Perubahan pada penggunaan dan kebutuhan terhadap bahasa Inggris ini sudah semestinya
diikuti dengan perubahan tujuan pembelajaran bahasa Inggris, terutama dalam konteks pembelajaran
bahasa Inggris sebagai bahasa asing. Hal ini karena tujuan utama pembelajaran bahasa Inggris
dulunya adalah untuk mencapai level profisiensi yang sama dengan penutur asli bahasa Inggris
sedangkan ruang dan waktu untuk berkomunikasi dan berinteraksi dengan penutur asli bahasa Inggris
sangat terbatas. Orang-orang di Indonesia, misalnya, menggunakan bahasa Inggris hanya pada saat di
sekolah, di kantor atau perusahaan asing, di konferensi atau seminar internasional, dan pada saat
mereka bertemu dengan orang yang memiliki bahasa ibu berbeda dengan mereka. Oleh sebab itu,
kemungkinan munculnya kesalahan-kesalahan bahasa seperti kesalahan di bagian pengucapan,
linguistik, dan tata bahasa sangatlah tinggi (Alip 2004; 2007).

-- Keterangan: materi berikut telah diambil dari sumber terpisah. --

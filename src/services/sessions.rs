// SPDX-License-Identifier: MIT
// Copyright 2026 Roland Dreier <roland@rolandd.dev>

//! Session registry: bearer tokens to users.

use crate::db::Db;
use crate::error::{AppError, AuthFailure, Result};
use crate::models::{Session, User};
use crate::services::ids;
use crate::time_utils::{format_utc_rfc3339, parse_utc_rfc3339};
use chrono::{Duration, Utc};

/// About a century; keeps `expires_at` arithmetic in range.
const MAX_TTL_HOURS: u64 = 24 * 365 * 100;

/// Issues, resolves and revokes bearer tokens.
///
/// Expiry is optional and checked lazily: an expired session is deleted the
/// first time someone presents its token.
#[derive(Clone)]
pub struct SessionRegistry {
    db: Db,
    ttl: Option<Duration>,
}

impl SessionRegistry {
    pub fn new(db: Db, ttl_hours: Option<u64>) -> Self {
        let ttl = ttl_hours.map(|h| Duration::hours(h.min(MAX_TTL_HOURS) as i64));
        Self { db, ttl }
    }

    /// Create a session for `user_id` and return its token.
    pub async fn issue(&self, user_id: &str) -> Result<String> {
        let token = ids::new_token()?;
        let now = Utc::now();

        let session = Session {
            token_digest: ids::token_digest(&token),
            user_id: user_id.to_string(),
            created_at: format_utc_rfc3339(now),
            expires_at: self.ttl.map(|ttl| format_utc_rfc3339(now + ttl)),
        };
        // A digest collision overwrites the older session.
        self.db.put_session(&session).await?;

        tracing::debug!(user_id, expires_at = ?session.expires_at, "Session issued");
        Ok(token)
    }

    /// Resolve a token to its user.
    ///
    /// Unknown, expired, and orphaned tokens all fail as `Unauthenticated`.
    pub async fn resolve(&self, token: &str) -> Result<User> {
        let digest = ids::token_digest(token);
        let session = self
            .db
            .get_session(&digest)
            .await?
            .ok_or(AppError::Unauthenticated(AuthFailure::UnknownToken))?;

        if let Some(expires_at) = &session.expires_at {
            // Unparseable expiry fails closed.
            let expired = parse_utc_rfc3339(expires_at).map_or(true, |exp| Utc::now() >= exp);
            if expired {
                self.db.delete_session(&digest).await?;
                tracing::debug!(user_id = %session.user_id, "Expired session removed");
                return Err(AppError::Unauthenticated(AuthFailure::ExpiredToken));
            }
        }

        self.db
            .get_user(&session.user_id)
            .await?
            .ok_or(AppError::Unauthenticated(AuthFailure::UnknownToken))
    }

    /// Revoke a token. Unknown or already-revoked tokens are a no-op.
    pub async fn revoke(&self, token: &str) -> Result<()> {
        self.db.delete_session(&ids::token_digest(token)).await
    }
}

#[cfg(test)]
mod tests {
    use super::*;

    async fn registry_with_user(ttl_hours: Option<u64>) -> (SessionRegistry, Db, User) {
        let db = Db::memory();
        let user = User {
            id: "u1".to_string(),
            username: "alice".to_string(),
            email: "a@x.com".to_string(),
            secret: "pw".to_string(),
            high_score: 0,
            created_at: crate::time_utils::now_rfc3339(),
        };
        db.create_user(&user).await.unwrap();
        (SessionRegistry::new(db.clone(), ttl_hours), db, user)
    }

    #[tokio::test]
    async fn test_issue_then_resolve() {
        let (sessions, _, user) = registry_with_user(None).await;
        let token = sessions.issue(&user.id).await.unwrap();
        assert_eq!(sessions.resolve(&token).await.unwrap().id, user.id);
    }

    #[tokio::test]
    async fn test_tokens_are_unrelated_to_user_id() {
        let (sessions, _, user) = registry_with_user(None).await;
        let a = sessions.issue(&user.id).await.unwrap();
        let b = sessions.issue(&user.id).await.unwrap();
        assert_ne!(a, b);
        assert_ne!(ids::token_digest(&a), ids::token_digest(&b));
    }

    #[tokio::test]
    async fn test_revoke_is_idempotent() {
        let (sessions, _, user) = registry_with_user(None).await;
        let token = sessions.issue(&user.id).await.unwrap();

        sessions.revoke(&token).await.unwrap();
        sessions.revoke(&token).await.unwrap();
        sessions.revoke("never-issued").await.unwrap();

        let err = sessions.resolve(&token).await.unwrap_err();
        assert_eq!(err.auth_failure(), Some(AuthFailure::UnknownToken));
    }

    #[tokio::test]
    async fn test_expired_session_is_removed_lazily() {
        let (sessions, db, user) = registry_with_user(Some(1)).await;
        let token = sessions.issue(&user.id).await.unwrap();
        let digest = ids::token_digest(&token);

        let mut session = db.get_session(&digest).await.unwrap().unwrap();
        assert!(session.expires_at.is_some());
        session.expires_at = Some(format_utc_rfc3339(Utc::now() - Duration::seconds(1)));
        db.put_session(&session).await.unwrap();

        let err = sessions.resolve(&token).await.unwrap_err();
        assert_eq!(err.auth_failure(), Some(AuthFailure::ExpiredToken));
        assert!(db.get_session(&digest).await.unwrap().is_none());

        // Second attempt sees no session at all
        let err = sessions.resolve(&token).await.unwrap_err();
        assert_eq!(err.auth_failure(), Some(AuthFailure::UnknownToken));
    }

    #[tokio::test]
    async fn test_no_ttl_means_no_expiry() {
        let (sessions, db, user) = registry_with_user(None).await;
        let token = sessions.issue(&user.id).await.unwrap();
        let session = db
            .get_session(&ids::token_digest(&token))
            .await
            .unwrap()
            .unwrap();
        assert_eq!(session.expires_at, None);
    }
}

Penelitian ini dimaksudkan untuk meneliti dan menganalisis kesalahan-kesalahan fonologi oleh
para mahasiswa di Jurusan Bahasa dan Sastra Inggris, Fakultas Bahasa dan Seni (FBS), Universitas
Negeri Semarang (Unnes), terutama pada bagian simplifikasi klaster konsonan akhir. Hal ini
dimaksudkan untuk dapat menemukan tingkat eligibilitas bahasa Inggris para mahasiswa dalam
penguasaan dan penggunaan bahasa Inggris sebagai alat berkomunikasi terutama dalam kaitannya
bahasa Inggris sebagai bahasa Internasional. Dasar yang digunakan oleh peneliti dalam menganalisi
dan meneliti inteligibilitas bahasa Inggris para mahasiswa ini adalah Lingua Franca Core yang
dikemukakan oleh Jennifer Jenkins (1998). Lingua Franca Core merupakan dasar-dasar fitur bahasa
Inggris sebagai bahasa Internasional.
Penguasaan Bahasa Inggris Orang Indonesia Pada Umumnya
Perkembangan bahasa Inggris di Indonesia yang signifikan menjadi faktor pendukung
penggunaan bahasa Inggris untuk komunikasi sehari-hari meskipun masih terbatas pada tempattempat tertentu saja. Mengingat posisinya sebagai bahasa asing di Indonesia, tidaklah mengherankan
jika terdapat ketidaksesuaian pengucapan, linguistik, ataupun tata bahasa Inggris yang dilakukan oleh
masyarakat Indonesia. Ketidasesuaian terutama pada bagian klaster konsonan seperti yang ditulis oleh
Alip (2007) sering sekali muncul.
Klaster konsonan merupakan bagian pendukung suatu suku kata. Vokal dan bunyi suku kata
merupakan bagian utama dari suku kata itu sendiri. Pada sebuah suku kata, konsonan dapat diletakkan
di bagian awal (onset) atau akhir dari beberapa bunyi suku kata (coda). Dalam bahasa Inggris, tiga
konsonan dapat berfungsi sebagai suku kata di bagian depanjika konsonan pertamanya adalah
konsonan /s/, konsonan keduanya adalah konsonan /p/, /t/, atau /k/ dan konsonan ketiganya adalah
salah satu dari konsonan berikut ini /l/, /r/, /w/, atau /j/. Contoh kata untuk klaster konsonan ini adalah
sebagai berikut: “squeeze”, “structure”, “screw” (Alip 2007:164).
232
Seminar Nasional Unnes-TEFLIN
Dalam bahasa Indonesia, hanya dua konsonan yang dapat berada pada posisi depan untuk suatu
kata. Selain itu, dalam Bahasa Indonesia konsonan /s/ pada posisi depan bukan merupakan sebuah
komponen klaster konsonan jika konsonan berikutnya setelah konsonan /s/ ini bersifat melebur.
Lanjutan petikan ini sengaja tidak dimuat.